Of course, rousing a full-bellied nation, groggy from decades of energy overconsumption, is no small task. As the current election debate reminds us, the United States has proven inept at developing a serious energy strategy. Our approach, says one expert quoted by Friedman, is "the sum of all lobbies"; we have energy politics rather than energy policy. In the aftermath of 9/11, George W. Bush ignored calls by Friedman and others for a "USA Patriot Tax" of $1 per gallon on gasoline. Instead, the president offered tax cuts and urged us to shop. Rather than stimulating the economy to move toward fuel-efficient vehicles and renewable energy, we became more dependent on China to finance our deficit and Saudi Arabia to fill our gas tanks. Americans wound up paying even more for gas in 2008, but we enabled OPEC to be the tax collector instead of using the revenues ourselves. Friedman calls this a "No Mullah Left Behind" policy and quotes former CIA director Jim Woolsey: "We are funding the rope for the hanging of ourselves."
Friedman believes we need to become "green hawks," turning conservation and cleaner energy into a winning strategy in many different arenas, including the military. ("Nothing," he writes, "will make you a believer in distributed solar power faster than having responsibility for trucking fuel across Iraq.") We should stop defining our current era as "post-Cold War," he says, and see it as an "Energy-Climate Era" marked by five major problems: growing demand for scarcer supplies, massive transfer of wealth to petrodictators, disruptive climate change, poor have-nots falling behind, and an accelerating loss of bio-diversity. A green strategy is not simply about generating electric power, it is a new way of generating national power.
Incremental change will not be enough. The three-time Pulitzer Prize-winning writer for the New York Times scoffs at the kind of magazine articles that list "205 Easy Ways to Save the Earth." In the 1990s, global carbon dioxide emissions rose 1.1 percent annually, and many nations (not including the United States) signed the Kyoto Protocol to try to curb those emissions. But from 2000 to 2006, growth in CO2emissions tripled to 3 percent per year.

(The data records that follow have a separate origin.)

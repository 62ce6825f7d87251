//! Configuration loading and provider factory.

use std::collections::BTreeMap;
use std::path::{Path, PathBuf};
use std::time::Duration;

use anyhow::{Context, Result};
use serde::{Deserialize, Serialize};

use knitbench_core::engine::EngineConfig;
use knitbench_core::marker::MarkerConfig;
use knitbench_core::model::Language;
use knitbench_core::traits::LlmProvider;

use crate::gemini::GeminiProvider;
use crate::mock::MockProvider;
use crate::openai::OpenAiProvider;

/// Configuration for a single inference provider.
///
/// Debug output masks API keys.
#[derive(Clone, Serialize, Deserialize)]
#[serde(tag = "type", rename_all = "lowercase")]
pub enum ProviderConfig {
    Gemini {
        api_key: String,
        #[serde(default)]
        base_url: Option<String>,
    },
    OpenAI {
        #[serde(default)]
        api_key: String,
        #[serde(default)]
        base_url: Option<String>,
        #[serde(default)]
        org_id: Option<String>,
    },
    /// Offline provider that replies with a fixed string.
    Mock {
        #[serde(default = "default_mock_response")]
        response: String,
    },
}

impl std::fmt::Debug for ProviderConfig {
    fn fmt(&self, f: &mut std::fmt::Formatter<'_>) -> std::fmt::Result {
        match self {
            ProviderConfig::Gemini {
                api_key: _,
                base_url,
            } => f
                .debug_struct("Gemini")
                .field("api_key", &"***")
                .field("base_url", base_url)
                .finish(),
            ProviderConfig::OpenAI {
                api_key: _,
                base_url,
                org_id,
            } => f
                .debug_struct("OpenAI")
                .field("api_key", &"***")
                .field("base_url", base_url)
                .field("org_id", org_id)
                .finish(),
            ProviderConfig::Mock { response } => {
                f.debug_struct("Mock").field("response", response).finish()
            }
        }
    }
}

fn default_mock_response() -> String {
    "The answer is 42.".to_string()
}

/// Top-level knitbench configuration.
#[derive(Debug, Clone, Serialize, Deserialize)]
pub struct KnitbenchConfig {
    /// Provider configurations keyed by name.
    #[serde(default)]
    pub providers: BTreeMap<String, ProviderConfig>,
    #[serde(default = "default_provider")]
    pub default_provider: String,
    #[serde(default = "default_model")]
    pub default_model: String,
    #[serde(default = "default_temperature")]
    pub temperature: f64,
    /// Maximum output tokens per answer.
    #[serde(default = "default_max_tokens")]
    pub max_tokens: u32,
    /// Pause between consecutive requests, in milliseconds.
    #[serde(default = "default_request_delay")]
    pub request_delay_ms: u64,
    /// Max retries on transient provider errors.
    #[serde(default = "default_retries")]
    pub max_retries: u32,
    /// Base delay between retries in milliseconds; doubles each attempt.
    #[serde(default = "default_retry_delay")]
    pub retry_delay_ms: u64,
    /// Max in-flight requests.
    #[serde(default = "default_parallelism")]
    pub parallelism: usize,
    #[serde(default)]
    pub system_prompt: Option<String>,
    /// Rating constants.
    #[serde(default)]
    pub marker: MarkerConfig,
    #[serde(default)]
    pub suite: SuiteConfig,
    /// Output directory for reports.
    #[serde(default = "default_output_dir")]
    pub output_dir: PathBuf,
}

/// How the test suite is generated.
#[derive(Debug, Clone, Serialize, Deserialize)]
#[serde(default)]
pub struct SuiteConfig {
    pub seed: u64,
    pub cases_per_kind: usize,
    /// Language requested for coding answers.
    pub code_language: Language,
    /// Wall-clock limit per held-out coding test, in milliseconds.
    pub code_timeout_ms: u64,
    /// Memory cap for candidate programs, in MiB; 0 disables it.
    pub code_memory_mb: u64,
    /// Approximate size of long-context prompts, in characters.
    pub long_context_chars: usize,
    /// Extra question bank merged into the built-in one.
    pub bank: Option<PathBuf>,
}

impl Default for SuiteConfig {
    fn default() -> Self {
        Self {
            seed: 0,
            cases_per_kind: 1,
            code_language: Language::Python,
            code_timeout_ms: 5_000,
            code_memory_mb: 512,
            long_context_chars: 20_000,
            bank: None,
        }
    }
}

fn default_provider() -> String {
    "gemini".to_string()
}
fn default_model() -> String {
    "models/gemini-2.0-flash".to_string()
}
fn default_temperature() -> f64 {
    0.7
}
fn default_max_tokens() -> u32 {
    12_000
}
fn default_request_delay() -> u64 {
    10_000
}
fn default_retries() -> u32 {
    3
}
fn default_retry_delay() -> u64 {
    1000
}
fn default_parallelism() -> usize {
    1
}
fn default_output_dir() -> PathBuf {
    PathBuf::from("./knitbench-results")
}

impl Default for KnitbenchConfig {
    fn default() -> Self {
        Self {
            providers: BTreeMap::new(),
            default_provider: default_provider(),
            default_model: default_model(),
            temperature: default_temperature(),
            max_tokens: default_max_tokens(),
            request_delay_ms: default_request_delay(),
            max_retries: default_retries(),
            retry_delay_ms: default_retry_delay(),
            parallelism: default_parallelism(),
            system_prompt: None,
            marker: MarkerConfig::default(),
            suite: SuiteConfig::default(),
            output_dir: default_output_dir(),
        }
    }
}

impl KnitbenchConfig {
    /// Engine settings derived from this configuration.
    pub fn engine_config(&self) -> EngineConfig {
        EngineConfig {
            parallelism: self.parallelism.max(1),
            temperature: self.temperature,
            max_tokens: self.max_tokens,
            max_retries: self.max_retries,
            retry_delay: Duration::from_millis(self.retry_delay_ms),
            request_delay: Duration::from_millis(self.request_delay_ms),
            system_prompt: self.system_prompt.clone(),
        }
    }
}

/// Expand `${VAR_NAME}` references from the environment. Unset variables
/// expand to the empty string; an unterminated `${` is left as is.
fn resolve_env_vars(s: &str) -> String {
    let mut result = String::with_capacity(s.len());
    let mut rest = s;
    while let Some(start) = rest.find("${") {
        let Some(end) = rest[start..].find('}') else {
            break;
        };
        result.push_str(&rest[..start]);
        let var_name = &rest[start + 2..start + end];
        result.push_str(&std::env::var(var_name).unwrap_or_default());
        rest = &rest[start + end + 1..];
    }
    result.push_str(rest);
    result
}

fn resolve_provider_config(config: &ProviderConfig) -> ProviderConfig {
    match config {
        ProviderConfig::Gemini { api_key, base_url } => ProviderConfig::Gemini {
            api_key: resolve_env_vars(api_key),
            base_url: base_url.as_deref().map(resolve_env_vars),
        },
        ProviderConfig::OpenAI {
            api_key,
            base_url,
            org_id,
        } => ProviderConfig::OpenAI {
            api_key: resolve_env_vars(api_key),
            base_url: base_url.as_deref().map(resolve_env_vars),
            org_id: org_id.as_deref().map(resolve_env_vars),
        },
        ProviderConfig::Mock { response } => ProviderConfig::Mock {
            response: response.clone(),
        },
    }
}

/// Load configuration from well-known paths.
///
/// Search order:
/// 1. `knitbench.toml` in the current directory
/// 2. `~/.config/knitbench/config.toml`
///
/// Environment variable overrides: `KNITBENCH_GEMINI_KEY`, `KNITBENCH_OPENAI_KEY`.
pub fn load_config() -> Result<KnitbenchConfig> {
    load_config_from(None)
}

/// Load config from an explicit path, or search the default locations.
pub fn load_config_from(path: Option<&Path>) -> Result<KnitbenchConfig> {
    let config_path = match path {
        Some(p) if p.exists() => Some(p.to_path_buf()),
        Some(p) => anyhow::bail!("config file not found: {}", p.display()),
        None => {
            let local = PathBuf::from("knitbench.toml");
            if local.exists() {
                Some(local)
            } else {
                dirs_path()
                    .map(|dir| dir.join("config.toml"))
                    .filter(|global| global.exists())
            }
        }
    };

    let config = match config_path {
        Some(path) => {
            let content = std::fs::read_to_string(&path)
                .with_context(|| format!("failed to read config: {}", path.display()))?;
            tracing::debug!(path = %path.display(), "loaded config");
            parse_config(&content)
                .with_context(|| format!("failed to parse config: {}", path.display()))?
        }
        None => KnitbenchConfig::default(),
    };

    Ok(apply_env_overrides(config))
}

/// Parse a config document and validate its marker constants.
pub fn parse_config(content: &str) -> Result<KnitbenchConfig> {
    let config: KnitbenchConfig = toml::from_str(content)?;
    config.marker.validate()?;
    Ok(config)
}

fn apply_env_overrides(mut config: KnitbenchConfig) -> KnitbenchConfig {
    if let Ok(key) = std::env::var("KNITBENCH_GEMINI_KEY") {
        match config.providers.get_mut("gemini") {
            Some(ProviderConfig::Gemini { api_key, .. }) => *api_key = key,
            _ => {
                config.providers.insert(
                    "gemini".into(),
                    ProviderConfig::Gemini {
                        api_key: key,
                        base_url: None,
                    },
                );
            }
        }
    }

    if let Ok(key) = std::env::var("KNITBENCH_OPENAI_KEY") {
        match config.providers.get_mut("openai") {
            Some(ProviderConfig::OpenAI { api_key, .. }) => *api_key = key,
            _ => {
                config.providers.insert(
                    "openai".into(),
                    ProviderConfig::OpenAI {
                        api_key: key,
                        base_url: None,
                        org_id: None,
                    },
                );
            }
        }
    }

    config.providers = config
        .providers
        .iter()
        .map(|(k, v)| (k.clone(), resolve_provider_config(v)))
        .collect();
    config
}

fn dirs_path() -> Option<PathBuf> {
    std::env::var("HOME")
        .ok()
        .map(|h| PathBuf::from(h).join(".config").join("knitbench"))
}

/// Create a provider instance from its configuration.
pub fn create_provider(config: &ProviderConfig) -> Result<Box<dyn LlmProvider>> {
    match config {
        ProviderConfig::Gemini { api_key, base_url } => {
            Ok(Box::new(GeminiProvider::new(api_key, base_url.clone())?))
        }
        ProviderConfig::OpenAI {
            api_key,
            base_url,
            org_id,
        } => Ok(Box::new(OpenAiProvider::new(
            api_key,
            base_url.clone(),
            org_id.clone(),
        )?)),
        ProviderConfig::Mock { response } => Ok(Box::new(MockProvider::with_fixed_response(response))),
    }
}

#[cfg(test)]
mod tests {
    use super::*;

    #[test]
    fn resolve_env_vars_basic() {
        std::env::set_var("_KNITBENCH_TEST_VAR", "hello");
        assert_eq!(resolve_env_vars("${_KNITBENCH_TEST_VAR}"), "hello");
        assert_eq!(
            resolve_env_vars("prefix_${_KNITBENCH_TEST_VAR}_suffix"),
            "prefix_hello_suffix"
        );
        assert_eq!(resolve_env_vars("${_KNITBENCH_UNSET_VAR}"), "");
        assert_eq!(resolve_env_vars("open ${brace"), "open ${brace");
        std::env::remove_var("_KNITBENCH_TEST_VAR");
    }

    #[test]
    fn expanded_values_are_not_rescanned() {
        std::env::set_var("_KNITBENCH_NESTED_VAR", "${_KNITBENCH_NESTED_VAR}");
        assert_eq!(
            resolve_env_vars("${_KNITBENCH_NESTED_VAR}"),
            "${_KNITBENCH_NESTED_VAR}"
        );
        std::env::remove_var("_KNITBENCH_NESTED_VAR");
    }

    #[test]
    fn default_config() {
        let config = KnitbenchConfig::default();
        assert_eq!(config.default_provider, "gemini");
        assert_eq!(config.request_delay_ms, 10_000);
        assert_eq!(config.max_tokens, 12_000);
        assert_eq!(config.parallelism, 1);
        assert_eq!(config.marker.base_flops, 1.5e9);
    }

    #[test]
    fn parse_full_config() {
        let toml_str = r#"
default_provider = "local"
default_model = "llama3"
request_delay_ms = 0

[providers.gemini]
type = "gemini"
api_key = "g-test"

[providers.local]
type = "openai"
base_url = "http://localhost:11434"

[providers.offline]
type = "mock"

[marker]
reference_model = "llama-7b"

[suite]
seed = 42
cases_per_kind = 3
code_language = "rust"
"#;
        let config = parse_config(toml_str).unwrap();
        assert_eq!(config.providers.len(), 3);
        assert!(matches!(
            config.providers.get("local"),
            Some(ProviderConfig::OpenAI { api_key, .. }) if api_key.is_empty()
        ));
        assert!(matches!(
            config.providers.get("offline"),
            Some(ProviderConfig::Mock { response }) if response == "The answer is 42."
        ));
        assert_eq!(config.marker.reference_model, "llama-7b");
        assert_eq!(config.marker.alpha, 0.8);
        assert_eq!(config.suite.seed, 42);
        assert_eq!(config.suite.code_language, Language::Rust);
        assert_eq!(config.suite.code_timeout_ms, 5_000);
        assert_eq!(config.engine_config().request_delay, Duration::ZERO);
    }

    #[test]
    fn invalid_marker_constants_are_rejected() {
        let err = parse_config("[marker]\nalpha = -1.0\n").unwrap_err();
        assert!(format!("{err:#}").contains("marker"));
    }

    #[test]
    fn debug_masks_api_keys() {
        let config = ProviderConfig::Gemini {
            api_key: "super-secret".into(),
            base_url: None,
        };
        let rendered = format!("{config:?}");
        assert!(!rendered.contains("super-secret"));
        assert!(rendered.contains("***"));
    }

    #[test]
    fn load_from_explicit_path() {
        let dir = tempfile::tempdir().unwrap();
        let path = dir.path().join("knitbench.toml");
        std::fs::write(&path, "default_model = \"gpt-4.1\"\n").unwrap();
        let config = load_config_from(Some(&path)).unwrap();
        assert_eq!(config.default_model, "gpt-4.1");

        let missing = dir.path().join("nope.toml");
        assert!(load_config_from(Some(&missing)).is_err());
    }

    #[test]
    fn create_mock_provider() {
        let provider = create_provider(&ProviderConfig::Mock {
            response: "7".into(),
        })
        .unwrap();
        assert_eq!(provider.name(), "mock");
    }
}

Friedman cites an estimate by Royal Dutch Shell that it typically takes 25 years for a new form of energy to capture 1 percent of the world market. Shell predicts that if we do things right, renewable energy will provide 30 percent of global needs by 2050, but fossil fuels will still provide 55 percent. Friedman says we need to do better than that. "Carbon neutral" is not ambitious enough; companies and institutions should seek a "carbon advantage" over rivals. This will require innovations in clean energy; greater energy efficiency (including the use of information technology to create smart grids and smart buildings); and a new ethic of conservation. Friedman argues that rather than costing too much, such initiatives can create investment opportunities, new jobs and global leadership for the U.S. economy. Here one wishes he had provided more evidence from some of the pettifogging academic economists.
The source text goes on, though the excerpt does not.